I just found a different one and drilled a new hole for mine. It attached with a wing nut on the back side.


----------



## SecondHandSmoker (Jun 7, 2021)

Brinkmann Universal Up Right Temperture Gauge All-in-One  | eBay
					

Brinkmann Temperature Gauge All-In-One Round W/ Tabs Brinkmann Many Upright Vertical Smokers. Back is 1 7/8" round. Face plate is 2" Round. It just press and turns into the hole. Brinkmann Upright Smoker Temperature Gauge All-In-One Round W/ tabs.



					www.ebay.com
				




Something like this one?


----------



## vtskier (Jun 7, 2021)

Thanks guys!


----------



## normanaj (Jun 7, 2021)

I miss my Brinkman.It was the first smoker I ever owned.

I would still recommend using a good quality multiprobe therm to get accurate temp readings.


----------



## Colin1230 (Jun 7, 2021)

The Brinkman was my first smoker also. Kind of sad they are out of business. I have fond memories of that old cooker. I would love to see some pics of it when you get it restored.

Edit: 
Wait a minute. Hey vtskier, welcome to SMF from KC. We're glad you joined us.


----------



## vtskier (Jun 7, 2021)

This doesn't relate to the thermometer, but we're also looking for the proper paint to paint our smoker. I heard that Rustoleum High Heat Ultra is the best paint for this, but they do not make it in red. Does anyone know of any alternatives? Thanks


----------



## SecondHandSmoker (Jun 7, 2021)

Not sure if the color is an exact match with the original but the paint can go up to 900 degrees.


----------



## kilo charlie (Jun 7, 2021)

They make more than a dozen High Temp paint colors.. but please read the instructions as it doesn't go on like regular spray paint. There's extra steps to set the paint by heating it up.


----------



## vtskier (Jun 7, 2021)

Anyone have experience with that brake caliper paint or similar ones designed for engines? I saw one made for engines (Rustoleum) and it went up to 2000 degrees, apparently a curing process is required so it doesn't just melt right off upon first use. Since this isn't something we can really do, I was wondering if anyone was aware of a paint that didn't require this.


----------



## kilo charlie (Jun 7, 2021)

I think if you used the 2K degree paint and fire that thing up it'll get hot enough to set it.


----------



## SecondHandSmoker (Jun 7, 2021)

As KC said above, the high temp paints require a curing process.  
The 2000 degree engine paint is probably a ceramic type.
The  high temp Rustoleum is what most people use on the outside of their smokers and grills.
I could have sworn that Rustoleum made a red high temp paint...
Do you have your heart set on red?  If not, then there is always the standard black and green.
But yeah, red would be a sweet color and something not everyone has.


----------



## SecondHandSmoker (Jun 7, 2021)

V
 vtskier

If or when you get a chance, we would love to see some before and after pics.


----------



## kilo charlie (Jun 7, 2021)

Ok.. I finally got time to head into the garage. 
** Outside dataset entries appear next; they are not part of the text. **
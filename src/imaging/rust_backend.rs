//! Pure Rust image processing backend.
//!
//! ## Crate mapping
//!
//! | Operation | Crate / function |
//! |---|---|
//! | Decode (JPEG, PNG, TIFF, WebP, BMP, GIF) | `image::load_from_memory` |
//! | SVG overlays | `usvg` parse + `resvg::render` into a `tiny_skia::Pixmap` |
//! | Pixel operations | [`RasterSession`] |
//! | File writes | `tempfile::NamedTempFile::persist` (atomic rename) |

use super::backend::{BackendError, Dimensions, ImageBackend};
use super::params::VariantParams;
use super::session::RasterSession;
use image::{ImageFormat, RgbaImage};
use std::io::Write;
use std::path::Path;
use std::sync::{Arc, LazyLock};

/// Extensions whose decoders are compiled in.
///
/// The `image` crate's `"avif"` feature only enables the encoder, so AVIF is
/// an output format here but never an input.
const INPUT_CANDIDATES: &[(&str, ImageFormat)] = &[
    ("jpg", ImageFormat::Jpeg),
    ("jpeg", ImageFormat::Jpeg),
    ("png", ImageFormat::Png),
    ("tif", ImageFormat::Tiff),
    ("tiff", ImageFormat::Tiff),
    ("webp", ImageFormat::WebP),
    ("bmp", ImageFormat::Bmp),
    ("gif", ImageFormat::Gif),
];

static SUPPORTED_EXTENSIONS: LazyLock<Vec<&'static str>> = LazyLock::new(|| {
    INPUT_CANDIDATES
        .iter()
        .filter(|(_, fmt)| fmt.reading_enabled())
        .map(|(ext, _)| *ext)
        .collect()
});

/// Returns the set of image file extensions that have working decoders compiled in.
pub fn supported_input_extensions() -> &'static [&'static str] {
    &SUPPORTED_EXTENSIONS
}

/// Whether `path` has one of the [`supported_input_extensions`].
pub fn is_supported_input(path: &Path) -> bool {
    path.extension()
        .and_then(|e| e.to_str())
        .is_some_and(|ext| {
            supported_input_extensions()
                .iter()
                .any(|s| s.eq_ignore_ascii_case(ext))
        })
}

/// System fonts, loaded once and shared by every SVG parse.
static FONT_DB: LazyLock<Arc<usvg::fontdb::Database>> = LazyLock::new(|| {
    let mut db = usvg::fontdb::Database::new();
    db.load_system_fonts();
    tracing::debug!(faces = db.len(), "loaded system fonts for svg text");
    Arc::new(db)
});

/// Write `bytes` to `path` through a temp file in the same directory, so a
/// reader never observes a partially written file.
pub fn write_atomic(path: &Path, bytes: &[u8]) -> Result<(), BackendError> {
    let dir = match path.parent() {
        Some(p) if !p.as_os_str().is_empty() => p,
        _ => Path::new("."),
    };
    let mut tmp = tempfile::NamedTempFile::new_in(dir)?;
    tmp.write_all(bytes)?;
    tmp.as_file().sync_all()?;
    tmp.persist(path).map_err(|e| BackendError::Io(e.error))?;
    Ok(())
}

/// Pure Rust backend using the `image` and `resvg` crates.
///
/// See the [module docs](self) for the crate-to-operation mapping.
pub struct RustBackend;

impl RustBackend {
    pub fn new() -> Self {
        Self
    }
}

impl Default for RustBackend {
    fn default() -> Self {
        Self::new()
    }
}

impl ImageBackend for RustBackend {
    fn open(&self, bytes: &[u8]) -> Result<RasterSession, BackendError> {
        let image = image::load_from_memory(bytes)
            .map_err(|e| BackendError::ProcessingFailed(format!("Failed to decode image: {e}")))?;
        Ok(RasterSession::new(image))
    }

    fn rasterize_svg(&self, markup: &str) -> Result<RgbaImage, BackendError> {
        let options = usvg::Options {
            fontdb: Arc::clone(&FONT_DB),
            ..Default::default()
        };
        let tree = usvg::Tree::from_str(markup, &options)
            .map_err(|e| BackendError::ProcessingFailed(format!("Invalid SVG overlay: {e}")))?;

        let size = tree.size().to_int_size();
        let mut pixmap = resvg::tiny_skia::Pixmap::new(size.width(), size.height())
            .ok_or_else(|| BackendError::ProcessingFailed("Failed to allocate svg pixmap".into()))?;
        resvg::render(
            &tree,
            resvg::tiny_skia::Transform::default(),
            &mut pixmap.as_mut(),
        );

        // tiny-skia stores premultiplied alpha; image expects straight alpha.
        let straight: Vec<u8> = pixmap
            .pixels()
            .iter()
            .flat_map(|p| {
                let c = p.demultiply();
                [c.red(), c.green(), c.blue(), c.alpha()]
            })
            .collect();
        RgbaImage::from_raw(size.width(), size.height(), straight).ok_or_else(|| {
            BackendError::ProcessingFailed("SVG raster buffer size mismatch".into())
        })
    }

    fn export_variant(&self, params: &VariantParams) -> Result<Dimensions, BackendError> {
        let bytes = std::fs::read(&params.source)?;
        let session = self.open(&bytes)?.resize(&params.resize);
        let dims = session.dimensions();
        let encoded = session.encode(&params.encode)?;
        write_atomic(&params.output, &encoded)?;
        Ok(dims)
    }
}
First of all.. I do remember some of the Brinkman's coming in red. 

The Chevy Red/Orange was chosen for my trailer as it's a close match to the Pearl Orange on my Toyota Tacoma. Only the trailer was painted this color. The tank was painted with the higher temp black. 

This is NOT the color you want for your smoker... they make an actual RED that you should seek out. 

I included images of the directions for you to reference.


----------



## kilo charlie (Jun 7, 2021)

It's possible that only the electric ones came in red?  I don't know that for a fact


----------



## vtskier (Jun 7, 2021)

Didn't buy ours new, but it looks like it hasn't been modified. Got it at some thrift sale for 5 bucks a decade or so ago, it's red. Some surface rust but the metal is in good shape, the bowls were the real problem (managed to find some on ebay). Will look into the Engine Enamel paint.


----------



## kilo charlie (Jun 7, 2021)

Good luck with it.. hopefully you post some pics!


----------



## vtskier (Jun 7, 2021)

Will do! If we find the paint we want there's a chance we could get around to it soon, will take plenty of before/after pics and post them here.


----------



## Colin1230 (Jun 7, 2021)

kilo charlie said:


> View attachment 499289
> 
> 
> It's possible that only the electric ones came in red?  I don't know that for a fact



I believe you are correct kilo. I've never seen a red Brinkman that wasn't electric. The charcoal burners were black.


----------



## vtskier (Jun 8, 2021)

Perhaps the previous owners sprayed over what was once black...wish I had what they used lol


----------



## kilo charlie (Jun 8, 2021)

You can always repaint it whatever color you want... team colors.. something that inspires you etc. Its yours.. do what you want


----------



## vtskier (Jun 8, 2021)

Saw some stuff that looks convincing. Will follow up with before/after pics when we tackle it, whether that's this weekend or next. Thanks everyone for your help!!


----------



## vtskier (Aug 8, 2021)

kilo charlie said:


> Good luck with it.. hopefully you post some pics!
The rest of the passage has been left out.